Who Defends the Public Defenders?
by Jayson Hawkins
The Sixth Amendment to the U.S. Constitution offers a guarantee of the assistance of an attorney when accused of a crime. This guarantee has become a trope in countless movies and TV shows where suspects are advised: “If you cannot afford an attorney, one will be provided for you.” The right immortalized in these Miranda clichés grew out of a series of U.S. Supreme Court decisions that interpreted the Sixth Amendment as a guarantee to effective assistance of counsel.
These decisions culminated in the landmark U.S. Supreme Court decision in Gideon v. Wainwright, 372 U.S. 335 (1963), in which the Court held indigent defendants accused of felonies in state courts must be appointed counsel.
As a result of Gideon, many states developed Public Defenders Offices that employed attorneys in the full-time task of defending the indigent. This noble task, however, often functions at the whim of other, more powerful officers of the court, and as a result, public defenders sometimes find themselves in need of defending.
Two such defenders were Dean Beer and Keisha Hudson of Montgomery County, Pennsylvania. These attorneys filed a brief with the state supreme court detailing what they called excessive and unwarranted bail amounts for certain indigent defendants. They cited numerous examples, including a first offender teen mother still nursing an infant assigned $50,000 bail.
Despite this situation being described by University of California-Davis law professor Irene Oritseweyinmi Joe as incumbent upon public defenders by the standards of “human decency and the laws of professional responsibility governing the legal profession,” not only did the court decline the motion, but after one of the named judges demanded an apology, Beer and Hudson were fired by the Montgomery County Board of Commissioners.
Bennet Baur, chief public defender for New Mexico, also faced trouble for trying to do his job. After his repeated demands for more funding were ignored, he ordered one of his county offices to stop accepting clients.

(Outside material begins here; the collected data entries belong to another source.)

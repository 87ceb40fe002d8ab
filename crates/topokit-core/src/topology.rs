//! Node group specifications.
//!
//! Groups are decoded from the run's topology file and are read-only from
//! then on. A group describes `count` interchangeable nodes named after a
//! pattern such as `node_$`.

use serde::{Deserialize, Serialize};
use std::collections::HashMap;
use std::ops::Deref;

use crate::error::TopologyError;
use crate::naming::expand_name;

/// One logical group of identical nodes.
#[derive(Debug, Clone, Default, PartialEq, Eq, Serialize, Deserialize)]
pub struct NodeGroupSpec {
    /// Name pattern; `$` is replaced by the node's ordinal.
    pub name: String,

    /// Number of nodes in the group.
    #[serde(default)]
    pub count: u32,

    /// Ordinal offset; the first node is numbered `count_offset + 1`.
    #[serde(default, alias = "countoffset")]
    pub count_offset: u32,

    /// Service roles keyed by expanded node name.
    #[serde(default, alias = "services")]
    pub node_services: HashMap<String, Vec<String>>,
}

impl NodeGroupSpec {
    /// Creates a group with no offset and no service assignments.
    pub fn new(name: impl Into<String>, count: u32) -> Self {
        Self {
            name: name.into(),
            count,
            ..Default::default()
        }
    }

    /// Sets the ordinal offset.
    pub fn with_offset(mut self, offset: u32) -> Self {
        self.count_offset = offset;
        self
    }

    /// Assigns service roles to one expanded node name.
    pub fn with_services<I, S>(mut self, node: impl Into<String>, services: I) -> Self
    where
        I: IntoIterator<Item = S>,
        S: Into<String>,
    {
        self.node_services
            .insert(node.into(), services.into_iter().map(Into::into).collect());
        self
    }

    /// Returns the expanded node names of this group, in order.
    pub fn names(&self) -> Vec<String> {
        expand_name(&self.name, self.count, self.count_offset)
    }

    /// Returns the service roles assigned to `node`.
    pub fn services_for(&self, node: &str) -> &[String] {
        self.node_services
            .get(node)
            .map(Vec::as_slice)
            .unwrap_or(&[])
    }

    /// Checks the group is well formed.
    pub fn validate(&self) -> Result<(), TopologyError> {
        if self.name.trim().is_empty() {
            return Err(TopologyError::invalid_group(&self.name, "empty name pattern"));
        }
        Ok(())
    }
}

/// A group of gateway nodes.
///
/// Same shape as [`NodeGroupSpec`], but gateways depend on at least one
/// server already running.
#[derive(Debug, Clone, Default, PartialEq, Eq, Serialize, Deserialize)]
#[serde(transparent)]
pub struct GatewaySpec(pub NodeGroupSpec);

impl GatewaySpec {
    /// Creates a gateway group with no offset.
    pub fn new(name: impl Into<String>, count: u32) -> Self {
        Self(NodeGroupSpec::new(name, count))
    }
}

impl Deref for GatewaySpec {
    type Target = NodeGroupSpec;

    fn deref(&self) -> &Self::Target {
        &self.0
    }
}

impl From<NodeGroupSpec> for GatewaySpec {
    fn from(group: NodeGroupSpec) -> Self {
        Self(group)
    }
}

/// A requested topology: server groups plus the gateways that depend on them.
#[derive(Debug, Clone, Default, PartialEq, Eq, Serialize, Deserialize)]
#[serde(default)]
pub struct Topology {
    /// Server groups, in declaration order.
    pub servers: Vec<NodeGroupSpec>,

    /// Gateway groups, in declaration order.
    #[serde(alias = "sync_gateways")]
    pub gateways: Vec<GatewaySpec>,
}

impl Topology {
    /// Creates a topology of server groups only.
    pub fn with_servers(servers: Vec<NodeGroupSpec>) -> Self {
        Self {
            servers,
            gateways: Vec::new(),
        }
    }

    /// Returns the gateway groups as plain node groups.
    pub fn gateway_groups(&self) -> Vec<NodeGroupSpec> {
        self.gateways.iter().map(|g| g.0.clone()).collect()
    }

    /// Returns the total number of server nodes requested.
    pub fn server_count(&self) -> usize {
        self.servers.iter().map(|g| g.count as usize).sum()
    }
}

A district judge subsequently found him in contempt of court, and had Baur not relented, he, too, would have been out of a job.
The inherent vulnerability of the public defender’s office stems from the institutional structures in which they operate. In most cases, public defenders are part of executive or judicial branches of government. Each form has problems. The executive branch is tasked with law enforcement, creating a built-in adversarial relationship with public defenders. If an attorney is deemed too zealous or troublesome, removal is often an easy task and more pliant replacements are in abundant supply. The judicial branch is nominally neutral, but in reality, it prefers cases to move without the hitches a determined defense attorney can cause.
If the offending attorney literally works for the frustrated judge, it is unlikely he will continue to do so.
What many advocates say is necessary is a public defender who is independent of other court officers and protected by a state-actor with the clout to both guarantee their independence and ensure adequate funding flows into the defender’s coffers.
Professor Joe recommends public defenders be placed under the aegis of the Inspector General. “This position would reaffirm the role of the public defender as a protector of the general public, as it serves as a check on the government’s intrusion into a citizen’s life through the criminal process,” she said.
Of all the criminal justice reforms being advocated in the reckoning that followed George Floyd’s murder, few voices have been raised in favor of reforming the system that so many poor people of color depend on when they are caught up in the machinery of the criminal justice system. But as Beer and Hudson’s case so clearly demonstrates, something needs to be done to defend the public defenders.